▶ [Work instructions]: In the listing below, find the line containing "the captured resolution" and the line containing "impl fmt::Display for ScaleFactor". Repeat exactly those two lines and every line between them, nothing more.

▶ [Data to use]:
· · ·

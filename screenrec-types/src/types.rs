//! Value types shared between the recording core and the CLI.

use serde::{Deserialize, Serialize};
use std::fmt;
use std::path::Path;
use std::str::FromStr;

/// Width and height of a frame, in pixels.
#[derive(Debug, Clone, Copy, PartialEq, Eq, Hash, Serialize, Deserialize)]
pub struct Geometry {
    pub width: u32,
    pub height: u32,
}

impl Geometry {
    pub const fn new(width: u32, height: u32) -> Self {
        Self { width, height }
    }

    /// Number of pixels covered by this geometry.
    pub fn pixel_count(&self) -> usize {
        self.width as usize * self.height as usize
    }

    /// Parse a `WIDTHxHEIGHT` string such as `640x360`.
    pub fn parse(s: &str) -> Option<Self> {
        let (w, h) = s.trim().split_once(['x', 'X'])?;
        let width = w.trim().parse().ok()?;
        let height = h.trim().parse().ok()?;
        if width == 0 || height == 0 {
            return None;
        }
        Some(Self { width, height })
    }
}

impl fmt::Display for Geometry {
    fn fmt(&self, f: &mut fmt::Formatter<'_>) -> fmt::Result {
        write!(f, "{}x{}", self.width, self.height)
    }
}

/// Uniform downscale applied to recorded frames.
#[derive(Debug, Clone, Copy, PartialEq, Eq, Serialize, Deserialize, Default)]
pub enum ScaleFactor {
    /// Keep the captured resolution
    #[default]
    #[serde(rename = "original")]
    Original,
    #[serde(rename = "1/2")]
    Half,
    #[serde(rename = "1/3")]
    Third,
    #[serde(rename = "1/4")]
    Quarter,
}

impl ScaleFactor {
    /// All selectable factors, largest first.
    pub const ALL: [ScaleFactor; 4] = [
        ScaleFactor::Original,
        ScaleFactor::Half,
        ScaleFactor::Third,
        ScaleFactor::Quarter,
    ];

    /// Integer divisor applied to both dimensions.
    pub fn divisor(&self) -> u32 {
        match self {
            ScaleFactor::Original => 1,
            ScaleFactor::Half => 2,
            ScaleFactor::Third => 3,
            ScaleFactor::Quarter => 4,
        }
    }

    /// Dimensions of a `width`x`height` frame after scaling.
    ///
    /// Truncates, so 1366 at 1/4 gives 341. Never returns a zero dimension.
    pub fn apply(&self, width: u32, height: u32) -> Geometry {
        let d = self.divisor();
        Geometry::new((width / d).max(1), (height / d).max(1))
    }

    pub fn as_str(&self) -> &'static str {
        match self {
            ScaleFactor::Original => "original",
            ScaleFactor::Half => "1/2",
            ScaleFactor::Third => "1/3",
            ScaleFactor::Quarter => "1/4",
        }
    }
}

impl FromStr for ScaleFactor {
    type Err = String;

    /// Parse from string (case-insensitive).
    fn from_str(s: &str) -> Result<Self, Self::Err> {
        match s.trim().to_lowercase().as_str() {
            "original" | "1" | "1/1" => Ok(ScaleFactor::Original),
            "1/2" | "half" | "0.5" => Ok(ScaleFactor::Half),
            "1/3" | "third" => Ok(ScaleFactor::Third),
            "1/4" | "quarter" | "0.25" => Ok(ScaleFactor::Quarter),
            _ => Err(format!("Invalid scale: {} (use original, 1/2, 1/3, 1/4)", s)),
        }
    }
}

impl fmt::Display for ScaleFactor {
    fn fmt(&self, f: &mut fmt::Formatter<'_>) -> fmt::Result {
        f.write_str(self.as_str())
    }
}

/// Capture rate in frames per second, always within `MIN..=MAX`.
#[derive(Debug, Clone, Copy, PartialEq, Eq, Serialize, Deserialize)]
#[serde(from = "u32", into = "u32")]
pub struct FrameRate(u32);

impl FrameRate {
    pub const MIN: u32 = 1;
    pub const MAX: u32 = 60;

    /// Clamp `fps` into the supported range.
    pub fn new(fps: u32) -> Self {
        Self(fps.clamp(Self::MIN, Self::MAX))
    }

    pub fn get(&self) -> u32 {
        self.0
    }

    /// Milliseconds between ticks (`1000 / fps`, truncated).
    pub fn interval_ms(&self) -> u64 {
        1000 / self.0 as u64
    }
}

impl Default for FrameRate {
    fn default() -> Self {
        Self(20)
    }
}

impl From<u32> for FrameRate {
    fn from(fps: u32) -> Self {
        Self::new(fps)
    }
}

impl From<FrameRate> for u32 {
    fn from(rate: FrameRate) -> Self {
        rate.0
    }
}

impl fmt::Display for FrameRate {
    fn fmt(&self, f: &mut fmt::Formatter<'_>) -> fmt::Result {
        write!(f, "{} fps", self.0)
    }
}

/// Video codec, chosen from the output file's extension.
#[derive(Debug, Clone, Copy, PartialEq, Eq, Serialize, Deserialize)]
#[serde(rename_all = "lowercase")]
pub enum Codec {
    /// MPEG-4 Part 2 tagged `mp4v`, used for `.mp4`
    Mp4v,
    /// MPEG-4 Part 2 tagged `XVID`, used for `.avi` and anything else
    Xvid,
}

impl Codec {
    /// Select the codec for an output path. Only `.mp4` maps to `Mp4v`.
    pub fn from_path(path: &Path) -> Self {
        match path
            .extension()
            .and_then(|e| e.to_str())
            .map(|e| e.to_ascii_lowercase())
            .as_deref()
        {
            Some("mp4") => Codec::Mp4v,
            _ => Codec::Xvid,
        }
    }

    /// Four-character code written into the container.
    pub fn fourcc(&self) -> &'static str {
        match self {
            Codec::Mp4v => "mp4v",
            Codec::Xvid => "XVID",
        }
    }
}

impl fmt::Display for Codec {
    fn fmt(&self, f: &mut fmt::Formatter<'_>) -> fmt::Result {
        f.write_str(self.fourcc())
    }
}

/// How the preview is fitted into its area.
#[derive(Debug, Clone, Copy, PartialEq, Eq, Serialize, Deserialize, Default)]
#[serde(rename_all = "lowercase")]
pub enum AspectMode {
    /// Preserve the aspect ratio and letterbox the remainder
    #[default]
    Keep,
    /// Stretch to fill the whole area
    Stretch,
}

/// Recording state.
#[derive(Debug, Clone, Copy, PartialEq, Eq, Serialize, Deserialize)]
#[serde(rename_all = "lowercase")]
pub enum RecordingState {
    /// Not recording; ticks only refresh the preview
    Idle,
    /// Frames are being written to the output file
    Recording,
}

/// Information about a display monitor.
#[derive(Debug, Clone, Serialize, Deserialize)]
pub struct DisplayInfo {
    /// Platform identifier
    pub id: u32,
    /// Display name for UI
    pub name: String,
    /// Virtual screen X position
    pub x: i32,
    /// Virtual screen Y position
    pub y: i32,
    /// Width in pixels
    pub width: u32,
    /// Height in pixels
    pub height: u32,
    /// Whether this is the primary monitor
    pub is_primary: bool,
    /// Scale factor (e.g., 2.0 for Retina displays)
    #[serde(default = "default_scale_factor")]
    pub scale_factor: f32,
}

fn default_scale_factor() -> f32 {
    1.0
}

#[cfg(test)]
mod tests {
    use super::*;
    use std::path::PathBuf;

    #[test]
    fn test_scale_factor_truncates() {
        assert_eq!(ScaleFactor::Original.apply(1920, 1080), Geometry::new(1920, 1080));
        assert_eq!(ScaleFactor::Half.apply(1920, 1080), Geometry::new(960, 540));
        assert_eq!(ScaleFactor::Third.apply(1920, 1080), Geometry::new(640, 360));
        assert_eq!(ScaleFactor::Quarter.apply(1366, 768), Geometry::new(341, 192));
        assert_eq!(ScaleFactor::Third.apply(1001, 7), Geometry::new(333, 2));
    }

    #[test]
    fn test_scale_factor_never_zero() {
        assert_eq!(ScaleFactor::Quarter.apply(3, 2), Geometry::new(1, 1));
    }

    #[test]
    fn test_scale_factor_parse() {
        assert_eq!("1/2".parse::<ScaleFactor>(), Ok(ScaleFactor::Half));
        assert_eq!("Original".parse::<ScaleFactor>(), Ok(ScaleFactor::Original));
        assert_eq!(" quarter ".parse::<ScaleFactor>(), Ok(ScaleFactor::Quarter));
        assert!("1/5".parse::<ScaleFactor>().unwrap_err().contains("1/5"));
        for factor in ScaleFactor::ALL {
            assert_eq!(factor.as_str().parse::<ScaleFactor>(), Ok(factor));
        }
    }

    #[test]
    fn test_scale_factor_serialization() {
        let json = serde_json::to_string(&ScaleFactor::Third).unwrap();
        assert_eq!(json, "\"1/3\"");
        let parsed: ScaleFactor = serde_json::from_str("\"original\"").unwrap();
        assert_eq!(parsed, ScaleFactor::Original);
    }

    #[test]
    fn test_frame_rate_clamps() {
        assert_eq!(FrameRate::new(0).get(), 1);
        assert_eq!(FrameRate::new(500).get(), 60);
        assert_eq!(FrameRate::new(20).interval_ms(), 50);
        assert_eq!(FrameRate::new(0).interval_ms(), 1000);
        assert_eq!(FrameRate::new(60).interval_ms(), 16);
        assert_eq!(FrameRate::default().get(), 20);
    }

    #[test]
    fn test_frame_rate_deserialize_clamps() {
        let rate: FrameRate = serde_json::from_str("0").unwrap();
        assert_eq!(rate.get(), 1);
        assert_eq!(serde_json::to_string(&FrameRate::new(30)).unwrap(), "30");
    }

    #[test]
    fn test_codec_from_path() {
        assert_eq!(Codec::from_path(&PathBuf::from("out.mp4")), Codec::Mp4v);
        assert_eq!(Codec::from_path(&PathBuf::from("OUT.MP4")), Codec::Mp4v);
        assert_eq!(Codec::from_path(&PathBuf::from("out.avi")), Codec::Xvid);
        assert_eq!(Codec::from_path(&PathBuf::from("out.mkv")), Codec::Xvid);
        assert_eq!(Codec::from_path(&PathBuf::from("noext")), Codec::Xvid);
        assert_eq!(Codec::Mp4v.fourcc(), "mp4v");
        assert_eq!(Codec::Xvid.fourcc(), "XVID");
    }

    #[test]
    fn test_geometry_parse() {
        assert_eq!(Geometry::parse("640x360"), Some(Geometry::new(640, 360)));
        assert_eq!(Geometry::parse(" 800X600 "), Some(Geometry::new(800, 600)));
        assert_eq!(Geometry::parse("0x10"), None);
        assert_eq!(Geometry::parse("640"), None);
        assert_eq!(Geometry::new(960, 540).to_string(), "960x540");
    }
}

· · ·

▶ [Result]:
    /// Keep the captured resolution
    #[default]
    #[serde(rename = "original")]
    Original,
    #[serde(rename = "1/2")]
    Half,
    #[serde(rename = "1/3")]
    Third,
    #[serde(rename = "1/4")]
    Quarter,
}

impl ScaleFactor {
    /// All selectable factors, largest first.
    pub const ALL: [ScaleFactor; 4] = [
        ScaleFactor::Original,
        ScaleFactor::Half,
        ScaleFactor::Third,
        ScaleFactor::Quarter,
    ];

    /// Integer divisor applied to both dimensions.
    pub fn divisor(&self) -> u32 {
        match self {
            ScaleFactor::Original => 1,
            ScaleFactor::Half => 2,
            ScaleFactor::Third => 3,
            ScaleFactor::Quarter => 4,
        }
    }

    /// Dimensions of a `width`x`height` frame after scaling.
    ///
    /// Truncates, so 1366 at 1/4 gives 341. Never returns a zero dimension.
    pub fn apply(&self, width: u32, height: u32) -> Geometry {
        let d = self.divisor();
        Geometry::new((width / d).max(1), (height / d).max(1))
    }

    pub fn as_str(&self) -> &'static str {
        match self {
            ScaleFactor::Original => "original",
            ScaleFactor::Half => "1/2",
            ScaleFactor::Third => "1/3",
            ScaleFactor::Quarter => "1/4",
        }
    }
}

impl FromStr for ScaleFactor {
    type Err = String;

    /// Parse from string (case-insensitive).
    fn from_str(s: &str) -> Result<Self, Self::Err> {
        match s.trim().to_lowercase().as_str() {
            "original" | "1" | "1/1" => Ok(ScaleFactor::Original),
            "1/2" | "half" | "0.5" => Ok(ScaleFactor::Half),
            "1/3" | "third" => Ok(ScaleFactor::Third),
            "1/4" | "quarter" | "0.25" => Ok(ScaleFactor::Quarter),
            _ => Err(format!("Invalid scale: {} (use original, 1/2, 1/3, 1/4)", s)),
        }
    }
}

impl fmt::Display for ScaleFactor {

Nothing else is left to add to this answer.